Warren tells Randolph he can't enter the revealed underground place, "as you'll go insane." Randolph paces in the dark, with the unseen cameraman shining a light on his shoulder. He hears Warren cry out, "Carter!" which must be his ringtone as it induces him to answer his cellphone. He asks Warren what's up, & is told, "It's it's it's terrible. Horrible. But wonderful. It, no wait... Shit! Carter get out of here now!"

Warren screams & we're back in the interrogation room. Carter adds that he then heard a hollow unearthly voice. "I heard it coming up from the bowels of the earth," as opposed to on his cellphone I guess. "It said..."

The investigator sitting in the shadows interupts him. "I know what it said, Mr. Carter, it said, 'You fool, Warren is dead.'" The quote is hollow & unearthly. Ha ha! So that's why he's sitting the dark facing the wall! Why didn't Lovecraft think of that? Lovecraft was so dumb not to do it this way! The interrogator turns around to face Carter, who screams. The end!

Ain't it amazing how dumb these micromovies can be? But I'll prevail even in my investigative viewing! No matter how bad you guys get, you can't make me stop watching!

The Statement of Randolph Carter Rather faded color, with an effective soundtrack by Salvatore Arangio, this eight-minute version of The Statement of Randolph Carter (2007) stars Michael Gallio & Tomaso Ronda as Carter & doomed pal Harley.

Since this version was made in Italy one would expect the title to be in Italian. But the only title to appear on the film at all (the credits for which being otherwise very complete) is when citing Lovecraft's original tale in English.

Although the two actors speak Italian, dialogue is minimal & the content familiar enough we don't need to subtitles.

Carter & his pal are strolling across the countryside at a leisurely pace. They arrive at a cavern (instead of the usual crypt) & argue, as Harley doesn't want Carter to continue into the depths with him. They set up a telephone receiver to keep in touch while Warren descends into darkness, but then they never keep in touch.

There's a tedious silent strole with lantern that even bores Carter. When it starts raining he yells into the phone, but gets no answer. The film ends at this point as if it thinks the story is now sufficiently told. There's really not much to this one.

Piedra Papel o Tijera Piedra Papel o Tijira (Rock, Paper, Scissors, 2002) is a four minute Italian film, not subtitled, but once again the story is easily followed if you've read "The Statement of Randolph Carter" or at least seen a couple other microfilm versions.
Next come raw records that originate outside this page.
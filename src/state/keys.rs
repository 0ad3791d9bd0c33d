/// Keys the page reacts to, parsed from `KeyboardEvent.key`.
#[derive(Debug, Clone, Copy, PartialEq, Eq)]
pub enum Key {
    Escape,
    ArrowLeft,
    ArrowRight,
    Other,
}

impl From<&str> for Key {
    fn from(value: &str) -> Self {
        match value {
            "Escape" | "Esc" => Self::Escape,
            "ArrowLeft" | "Left" => Self::ArrowLeft,
            "ArrowRight" | "Right" => Self::ArrowRight,
            _ => Self::Other,
        }
    }
}

#[cfg(test)]
mod tests {
    use super::*;

    #[test]
    fn test_key_names() {
        assert_eq!(Key::from("Escape"), Key::Escape);
        assert_eq!(Key::from("Esc"), Key::Escape);
        assert_eq!(Key::from("ArrowLeft"), Key::ArrowLeft);
        assert_eq!(Key::from("ArrowRight"), Key::ArrowRight);
    }

    #[test]
    fn test_unknown_keys() {
        assert_eq!(Key::from("Enter"), Key::Other);
        assert_eq!(Key::from("escape"), Key::Other);
        assert_eq!(Key::from(""), Key::Other);
    }
}
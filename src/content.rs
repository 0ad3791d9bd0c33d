use chrono::NaiveDate;
use rust_embed::Embed;
use serde::{Deserialize, Serialize};
use std::sync::LazyLock;
use thiserror::Error;

const PROFILE_FILE: &str = "profile.json";

static PROFILE: LazyLock<Result<Profile, ContentError>> = LazyLock::new(|| load(PROFILE_FILE));

#[derive(Embed)]
#[folder = "content"]
pub struct Assets;

#[derive(Error, Debug, Clone, PartialEq)]
pub enum ContentError {
    #[error("content file not found: {0}")]
    Missing(String),
    #[error("couldn't parse profile content: {0}")]
    Parse(String),
    #[error("portfolio needs at least one image")]
    EmptyPortfolio,
    #[error("proficiency for {label} is {pct}%, above 100%")]
    Proficiency { label: String, pct: u8 },
    #[error("feedback from {from} is rated {rating}, above the maximum of {max}")]
    Rating { from: String, rating: u8, max: u8 },
}

#[derive(Debug, Clone, Serialize, Deserialize)]
pub struct Profile {
    pub name: String,
    pub headline: String,
    pub company: String,
    #[serde(default)]
    pub company_logo: Option<Logo>,
    pub location: String,
    pub avatar: String,
    #[serde(default)]
    pub banner_image: Option<String>,
    pub skills: Vec<String>,
    pub socials: Vec<Social>,
    pub portfolio_links: Vec<PortfolioLink>,
    pub verifications: Vec<Verification>,
    pub proficiency: Vec<Proficiency>,
    pub about: About,
    pub experience: Vec<Experience>,
    pub education: Vec<Education>,
    pub feedback: Vec<Feedback>,
    pub portfolio: Vec<String>,
    pub stats: Stats,
    pub earnings: Earnings,
    pub ctas: Ctas,
    pub nav: NavConfig,
    pub footer: FooterConfig,
}

#[derive(Debug, Clone, Serialize, Deserialize)]
pub struct Link {
    pub label: String,
    pub href: String,
}

#[derive(Debug, Clone, Copy, PartialEq, Eq, Serialize, Deserialize)]
#[serde(rename_all = "lowercase")]
pub enum SocialIcon {
    X,
    LinkedIn,
    Dribbble,
    GitHub,
}

/// Company mark: the built-in Google glyph or a short text/emoji badge.
#[derive(Debug, Clone, PartialEq, Eq, Serialize, Deserialize)]
#[serde(rename_all = "lowercase")]
pub enum Logo {
    Google,
    Text(String),
}

#[derive(Debug, Clone, Serialize, Deserialize)]
pub struct Social {
    pub name: String,
    pub color: String,
    pub icon: SocialIcon,
    pub href: String,
}

#[derive(Debug, Clone, Serialize, Deserialize)]
pub struct PortfolioLink {
    pub label: String,
    pub abbr: String,
    pub href: String,
}

#[derive(Debug, Clone, Serialize, Deserialize)]
pub struct Verification {
    pub label: String,
    pub ok: bool,
    #[serde(default)]
    pub action: Option<String>,
}

#[derive(Debug, Clone, Serialize, Deserialize)]
pub struct Proficiency {
    pub label: String,
    pub pct: u8,
}

#[derive(Debug, Clone, Serialize, Deserialize)]
pub struct About {
    pub summary: String,
    pub bullets: Vec<String>,
    pub highlights: Vec<String>,
}

#[derive(Debug, Clone, Serialize, Deserialize)]
pub struct Experience {
    pub role: String,
    pub company: String,
    pub when: String,
    pub logo: Logo,
}

#[derive(Debug, Clone, Serialize, Deserialize)]
pub struct Education {
    pub school: String,
    pub degree: String,
    pub location: String,
    pub period: String,
    #[serde(default)]
    pub details: Vec<String>,
}

#[derive(Debug, Clone, Serialize, Deserialize)]
pub struct Feedback {
    pub from: String,
    pub rating: u8,
    pub date: NaiveDate,
    pub text: String,
}

#[derive(Debug, Clone, Serialize, Deserialize)]
pub struct Stats {
    pub rating: f64,
    pub rating_max: u8,
    pub bookmarks: u64,
    pub jobs: u32,
    pub trend: Vec<f64>,
}

#[derive(Debug, Clone, Serialize, Deserialize)]
pub struct Earnings {
    pub label: String,
    pub amount: String,
    pub basis: String,
}

#[derive(Debug, Clone, Serialize, Deserialize)]
pub struct Ctas {
    pub primary: Link,
    pub secondary: Link,
}

/// Small-viewport navigation style. Both render the same links.
#[derive(Debug, Clone, Copy, PartialEq, Eq, Default, Serialize, Deserialize)]
#[serde(rename_all = "lowercase")]
pub enum NavVariant {
    /// Panel that expands under the bar.
    Dropdown,
    /// Side drawer over a dimmed backdrop.
    #[default]
    Drawer,
}

#[derive(Debug, Clone, Serialize, Deserialize)]
pub struct NavConfig {
    pub brand: String,
    #[serde(default)]
    pub variant: NavVariant,
    pub links: Vec<Link>,
    pub sign_up: Link,
    pub log_in: Link,
}

#[derive(Debug, Clone, Serialize, Deserialize)]
pub struct FooterColumn {
    pub title: String,
    pub links: Vec<Link>,
}

#[derive(Debug, Clone, Serialize, Deserialize)]
pub struct FooterConfig {
    pub brand: String,
    pub blurb: String,
    pub socials: Vec<Social>,
    pub columns: Vec<FooterColumn>,
    pub legal: Vec<Link>,
}

impl Profile {
    pub fn validate(&self) -> Result<(), ContentError> {
        if self.portfolio.is_empty() {
            return Err(ContentError::EmptyPortfolio);
        }
        if let Some(p) = self.proficiency.iter().find(|p| p.pct > 100) {
            return Err(ContentError::Proficiency {
                label: p.label.clone(),
                pct: p.pct,
            });
        }
        let max = self.stats.rating_max;
        if let Some(f) = self.feedback.iter().find(|f| f.rating > max) {
            return Err(ContentError::Rating {
                from: f.from.clone(),
                rating: f.rating,
                max,
            });
        }
        Ok(())
    }
}

/// The embedded site profile, parsed on first use.
pub fn profile() -> Result<&'static Profile, ContentError> {
    PROFILE.as_ref().map_err(Clone::clone)
}

pub fn parse(bytes: &[u8]) -> Result<Profile, ContentError> {
    let profile: Profile =
        serde_json::from_slice(bytes).map_err(|e| ContentError::Parse(e.to_string()))?;
    profile.validate()?;
    Ok(profile)
}

fn load(name: &str) -> Result<Profile, ContentError> {
    let file = Assets::get(name).ok_or_else(|| ContentError::Missing(name.to_string()))?;
    let res = parse(&file.data);
    match &res {
        Ok(p) => log::debug!(
            "loaded profile for {} with {} portfolio images",
            p.name,
            p.portfolio.len()
        ),
        Err(e) => log::error!("{e}"),
    }
    res
}

#[cfg(test)]
mod tests {
    use super::*;
    use serde_json::{json, Value};

    fn embedded_json() -> Value {
        let file = Assets::get(PROFILE_FILE).expect("profile should be embedded");
        serde_json::from_slice(&file.data).expect("profile should be valid json")
    }

    fn parse_value(value: &Value) -> Result<Profile, ContentError> {
        parse(&serde_json::to_vec(value).unwrap())
    }

    #[test]
    fn test_embedded_profile_loads() {
        let profile = profile().expect("embedded profile should be valid");
        assert_eq!(profile.name, "David Smith");
        assert_eq!(profile.portfolio.len(), 12);
        assert_eq!(profile.skills.len(), 6);
        assert_eq!(profile.nav.variant, NavVariant::Drawer);
        assert_eq!(profile.footer.columns.len(), 3);
        assert!(profile.banner_image.is_none());
    }

    #[test]
    fn test_feedback_dates_parse() {
        let profile = profile().unwrap();
        let first = &profile.feedback[0];
        assert_eq!(first.date, NaiveDate::from_ymd_opt(2024, 11, 12).unwrap());
        assert_eq!(first.rating, 5);
    }

    #[test]
    fn test_verification_action_is_optional() {
        let profile = profile().unwrap();
        let with_action = profile
            .verifications
            .iter()
            .filter(|v| v.action.is_some())
            .collect::<Vec<_>>();
        assert_eq!(with_action.len(), 1);
        assert!(!with_action[0].ok);
    }

    #[test]
    fn test_empty_portfolio_rejected() {
        let mut value = embedded_json();
        value["portfolio"] = json!([]);
        assert_eq!(parse_value(&value).unwrap_err(), ContentError::EmptyPortfolio);
    }

    #[test]
    fn test_proficiency_over_100_rejected() {
        let mut value = embedded_json();
        value["proficiency"][2]["pct"] = json!(120);
        let err = parse_value(&value).unwrap_err();
        assert_eq!(
            err,
            ContentError::Proficiency {
                label: "UI Design".to_string(),
                pct: 120
            }
        );
    }

    #[test]
    fn test_rating_over_max_rejected() {
        let mut value = embedded_json();
        value["feedback"][1]["rating"] = json!(7);
        assert!(matches!(
            parse_value(&value),
            Err(ContentError::Rating { rating: 7, max: 5, .. })
        ));
    }

    #[test]
    fn test_nav_variant_defaults_to_drawer() {
        let mut value = embedded_json();
        value["nav"]
            .as_object_mut()
            .unwrap()
            .remove("variant");
        let profile = parse_value(&value).unwrap();
        assert_eq!(profile.nav.variant, NavVariant::Drawer);

        value["nav"]["variant"] = json!("dropdown");
        let profile = parse_value(&value).unwrap();
        assert_eq!(profile.nav.variant, NavVariant::Dropdown);
    }

    #[test]
    fn test_logos_are_typed() {
        let profile = profile().unwrap();
        assert_eq!(profile.company_logo, Some(Logo::Google));
        assert_eq!(profile.experience[0].logo, Logo::Google);
        assert_eq!(profile.experience[1].logo, Logo::Text("🧩".to_string()));
    }

    #[test]
    fn test_company_logo_is_optional() {
        let mut value = embedded_json();
        value.as_object_mut().unwrap().remove("company_logo");
        let profile = parse_value(&value).unwrap();
        assert_eq!(profile.company_logo, None);

        value["experience"][0]["logo"] = json!("G");
        assert!(matches!(parse_value(&value), Err(ContentError::Parse(_))));
    }

    #[test]
    fn test_malformed_json_is_parse_error() {
        assert!(matches!(parse(b"{ not json"), Err(ContentError::Parse(_))));
    }
}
A man we may assume is Randolph (David Ortega) & woman (Alexandra Puy) are in a subterranean location dressed rather oddly, like New Wavers from the 1980s. They play "rock paper scissors" to see who has to crawl into the narrow tube, & the girl wins -- or loses as the case may be.

Chivalry doesn't rule this one, & the guy stays behind in safety. The girl, Anna rather than the usual Harley, puts on a wacky hat that doesn't look like it'd be much use. Her friend calls out to keep in touch with the walkie-talkie.

Almost immediately they have an hysterical shouting conversation. We watch only the Randolph Carter character responding to the hysterics over the walkie-talkie, & even not knowing Italian, we know the scene well enough. It usually ends with some monster of a crypt speaking or growling through the walkie-talkie or telephone or cellphone, whichever the given filmmaker elects to use.

The actress does one of the finer vocal performances of any of these tiny Randolph Carter films. Her communications first end in screams & the chomping growling sound of something attacking. All goes silent, then we hear her again, weirdly calm & seductive & creepy. This is quite a good film for odd imagery & decent acting, & for once not the same lame interpretation usually seen.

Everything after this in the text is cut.